• [BRIEF] Print each record exactly, with no word added or removed.

• [Dataset entries]
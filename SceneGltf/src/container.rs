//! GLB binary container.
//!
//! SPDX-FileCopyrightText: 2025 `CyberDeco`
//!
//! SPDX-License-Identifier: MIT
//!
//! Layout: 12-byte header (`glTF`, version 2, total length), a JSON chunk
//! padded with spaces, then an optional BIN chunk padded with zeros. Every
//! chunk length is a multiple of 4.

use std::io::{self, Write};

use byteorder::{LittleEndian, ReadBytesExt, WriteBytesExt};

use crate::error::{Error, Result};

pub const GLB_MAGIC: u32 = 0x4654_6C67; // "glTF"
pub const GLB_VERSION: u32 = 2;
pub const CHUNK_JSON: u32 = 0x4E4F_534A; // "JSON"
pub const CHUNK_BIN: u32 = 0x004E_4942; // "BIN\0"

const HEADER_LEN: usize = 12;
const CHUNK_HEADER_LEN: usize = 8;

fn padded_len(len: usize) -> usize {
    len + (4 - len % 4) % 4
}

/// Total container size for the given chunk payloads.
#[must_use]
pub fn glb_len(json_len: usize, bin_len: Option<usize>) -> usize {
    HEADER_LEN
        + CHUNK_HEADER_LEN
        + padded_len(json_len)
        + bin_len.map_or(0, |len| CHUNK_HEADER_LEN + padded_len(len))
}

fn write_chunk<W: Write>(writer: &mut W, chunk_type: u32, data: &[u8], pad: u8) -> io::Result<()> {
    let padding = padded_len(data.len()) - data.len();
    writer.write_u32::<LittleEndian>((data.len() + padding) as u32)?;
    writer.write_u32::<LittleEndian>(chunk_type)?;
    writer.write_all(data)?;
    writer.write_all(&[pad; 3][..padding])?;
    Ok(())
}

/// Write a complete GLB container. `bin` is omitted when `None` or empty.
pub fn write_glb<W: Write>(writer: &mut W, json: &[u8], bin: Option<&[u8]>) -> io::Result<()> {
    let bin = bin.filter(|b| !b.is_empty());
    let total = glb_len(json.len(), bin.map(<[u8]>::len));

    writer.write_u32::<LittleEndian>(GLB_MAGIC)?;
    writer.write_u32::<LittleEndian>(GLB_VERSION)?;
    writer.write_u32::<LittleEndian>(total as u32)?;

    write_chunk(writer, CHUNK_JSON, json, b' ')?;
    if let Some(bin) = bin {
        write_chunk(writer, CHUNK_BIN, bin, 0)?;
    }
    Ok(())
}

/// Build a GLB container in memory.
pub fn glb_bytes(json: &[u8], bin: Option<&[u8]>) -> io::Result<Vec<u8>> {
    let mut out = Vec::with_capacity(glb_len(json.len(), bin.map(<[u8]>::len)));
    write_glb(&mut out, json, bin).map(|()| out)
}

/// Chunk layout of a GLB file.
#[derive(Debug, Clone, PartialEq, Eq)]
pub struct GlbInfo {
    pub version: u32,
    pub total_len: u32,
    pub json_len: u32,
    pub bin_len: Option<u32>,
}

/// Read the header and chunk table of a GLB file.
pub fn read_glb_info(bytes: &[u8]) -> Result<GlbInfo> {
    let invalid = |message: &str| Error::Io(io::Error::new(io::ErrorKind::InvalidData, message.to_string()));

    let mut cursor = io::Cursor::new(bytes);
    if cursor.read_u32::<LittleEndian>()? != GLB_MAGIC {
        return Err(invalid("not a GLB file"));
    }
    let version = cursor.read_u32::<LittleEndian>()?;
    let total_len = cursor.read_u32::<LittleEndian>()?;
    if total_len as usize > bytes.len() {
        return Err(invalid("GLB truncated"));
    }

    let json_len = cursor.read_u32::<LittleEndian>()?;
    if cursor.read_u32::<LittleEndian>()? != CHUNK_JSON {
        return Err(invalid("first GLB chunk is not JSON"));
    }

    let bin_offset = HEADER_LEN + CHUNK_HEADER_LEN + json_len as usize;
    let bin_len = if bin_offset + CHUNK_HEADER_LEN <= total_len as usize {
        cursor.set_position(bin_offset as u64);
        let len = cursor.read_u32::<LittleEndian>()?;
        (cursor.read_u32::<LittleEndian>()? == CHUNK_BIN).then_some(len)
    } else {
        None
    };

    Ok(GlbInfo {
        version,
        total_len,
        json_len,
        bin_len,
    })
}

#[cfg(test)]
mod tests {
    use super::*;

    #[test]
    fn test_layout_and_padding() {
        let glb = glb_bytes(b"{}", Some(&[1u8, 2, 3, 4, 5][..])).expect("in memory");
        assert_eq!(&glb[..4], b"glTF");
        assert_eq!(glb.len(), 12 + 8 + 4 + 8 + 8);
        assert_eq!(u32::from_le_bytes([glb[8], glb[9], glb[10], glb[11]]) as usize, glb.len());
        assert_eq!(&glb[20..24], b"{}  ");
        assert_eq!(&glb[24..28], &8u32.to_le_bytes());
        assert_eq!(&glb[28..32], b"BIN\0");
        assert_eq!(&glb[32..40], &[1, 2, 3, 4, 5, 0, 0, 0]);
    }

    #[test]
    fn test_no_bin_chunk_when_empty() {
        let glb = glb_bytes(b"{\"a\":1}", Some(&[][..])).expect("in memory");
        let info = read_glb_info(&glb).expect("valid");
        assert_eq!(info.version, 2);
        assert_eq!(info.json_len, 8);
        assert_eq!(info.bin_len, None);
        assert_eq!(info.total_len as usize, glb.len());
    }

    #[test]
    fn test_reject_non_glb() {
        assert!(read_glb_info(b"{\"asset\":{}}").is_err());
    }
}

• [ANSWER SECTION]
filename SceneGltf/src/container.rs
//! GLB binary container.
//!
//! SPDX-FileCopyrightText: 2025 `CyberDeco`
//!
//! SPDX-License-Identifier: MIT
//!
//! Layout: 12-byte header (`glTF`, version 2, total length), a JSON chunk
//! padded with spaces, then an optional BIN chunk padded with zeros. Every
//! chunk length is a multiple of 4.

use std::io::{self, Write};

use byteorder::{LittleEndian, ReadBytesExt, WriteBytesExt};

use crate::error::{Error, Result};

pub const GLB_MAGIC: u32 = 0x4654_6C67; // "glTF"
pub const GLB_VERSION: u32 = 2;
pub const CHUNK_JSON: u32 = 0x4E4F_534A; // "JSON"
pub const CHUNK_BIN: u32 = 0x004E_4942; // "BIN\0"

const HEADER_LEN: usize = 12;
const CHUNK_HEADER_LEN: usize = 8;

fn padded_len(len: usize) -> usize {
    len + (4 - len % 4) % 4
}

/// Total container size for the given chunk payloads.
#[must_use]
pub fn glb_len(json_len: usize, bin_len: Option<usize>) -> usize {
    HEADER_LEN
        + CHUNK_HEADER_LEN
        + padded_len(json_len)
        + bin_len.map_or(0, |len| CHUNK_HEADER_LEN + padded_len(len))
}

fn write_chunk<W: Write>(writer: &mut W, chunk_type: u32, data: &[u8], pad: u8) -> io::Result<()> {
    let padding = padded_len(data.len()) - data.len();
    writer.write_u32::<LittleEndian>((data.len() + padding) as u32)?;
    writer.write_u32::<LittleEndian>(chunk_type)?;
    writer.write_all(data)?;
    writer.write_all(&[pad; 3][..padding])?;
    Ok(())
}

/// Write a complete GLB container. `bin` is omitted when `None` or empty.
pub fn write_glb<W: Write>(writer: &mut W, json: &[u8], bin: Option<&[u8]>) -> io::Result<()> {
    let bin = bin.filter(|b| !b.is_empty());
    let total = glb_len(json.len(), bin.map(<[u8]>::len));

    writer.write_u32::<LittleEndian>(GLB_MAGIC)?;
    writer.write_u32::<LittleEndian>(GLB_VERSION)?;
    writer.write_u32::<LittleEndian>(total as u32)?;

    write_chunk(writer, CHUNK_JSON, json, b' ')?;
    if let Some(bin) = bin {
        write_chunk(writer, CHUNK_BIN, bin, 0)?;
    }
    Ok(())
}

/// Build a GLB container in memory.
pub fn glb_bytes(json: &[u8], bin: Option<&[u8]>) -> io::Result<Vec<u8>> {
    let mut out = Vec::with_capacity(glb_len(json.len(), bin.map(<[u8]>::len)));
    write_glb(&mut out, json, bin).map(|()| out)
}

/// Chunk layout of a GLB file.
#[derive(Debug, Clone, PartialEq, Eq)]
pub struct GlbInfo {
    pub version: u32,
    pub total_len: u32,
    pub json_len: u32,
    pub bin_len: Option<u32>,
}

/// Read the header and chunk table of a GLB file.
pub fn read_glb_info(bytes: &[u8]) -> Result<GlbInfo> {
    let invalid = |message: &str| Error::Io(io::Error::new(io::ErrorKind::InvalidData, message.to_string()));

    let mut cursor = io::Cursor::new(bytes);
    if cursor.read_u32::<LittleEndian>()? != GLB_MAGIC {
        return Err(invalid("not a GLB file"));
    }
    let version = cursor.read_u32::<LittleEndian>()?;
    let total_len = cursor.read_u32::<LittleEndian>()?;
    if total_len as usize > bytes.len() {
        return Err(invalid("GLB truncated"));
    }

    let json_len = cursor.read_u32::<LittleEndian>()?;
    if cursor.read_u32::<LittleEndian>()? != CHUNK_JSON {
        return Err(invalid("first GLB chunk is not JSON"));
    }

    let bin_offset = HEADER_LEN + CHUNK_HEADER_LEN + json_len as usize;
    let bin_len = if bin_offset + CHUNK_HEADER_LEN <= total_len as usize {
        cursor.set_position(bin_offset as u64);
        let len = cursor.read_u32::<LittleEndian>()?;
        (cursor.read_u32::<LittleEndian>()? == CHUNK_BIN).then_some(len)
    } else {
        None
    };

    Ok(GlbInfo {
        version,
        total_len,
        json_len,
        bin_len,
    })
}

#[cfg(test)]
mod tests {
    use super::*;

    #[test]
    fn test_layout_and_padding() {
        let glb = glb_bytes(b"{}", Some(&[1u8, 2, 3, 4, 5][..])).expect("in memory");
        assert_eq!(&glb[..4], b"glTF");
        assert_eq!(glb.len(), 12 + 8 + 4 + 8 + 8);
        assert_eq!(u32::from_le_bytes([glb[8], glb[9], glb[10], glb[11]]) as usize, glb.len());
        assert_eq!(&glb[20..24], b"{}  ");
        assert_eq!(&glb[24..28], &8u32.to_le_bytes());
        assert_eq!(&glb[28..32], b"BIN\0");
        assert_eq!(&glb[32..40], &[1, 2, 3, 4, 5, 0, 0, 0]);
    }

    #[test]
    fn test_no_bin_chunk_when_empty() {
        let glb = glb_bytes(b"{\"a\":1}", Some(&[][..])).expect("in memory");
        let info = read_glb_info(&glb).expect("valid");
        assert_eq!(info.version, 2);
        assert_eq!(info.json_len, 8);
        assert_eq!(info.bin_len, None);
        assert_eq!(info.total_len as usize, glb.len());
    }

    #[test]
    fn test_reject_non_glb() {
        assert!(read_glb_info(b"{\"asset\":{}}").is_err());
    }
}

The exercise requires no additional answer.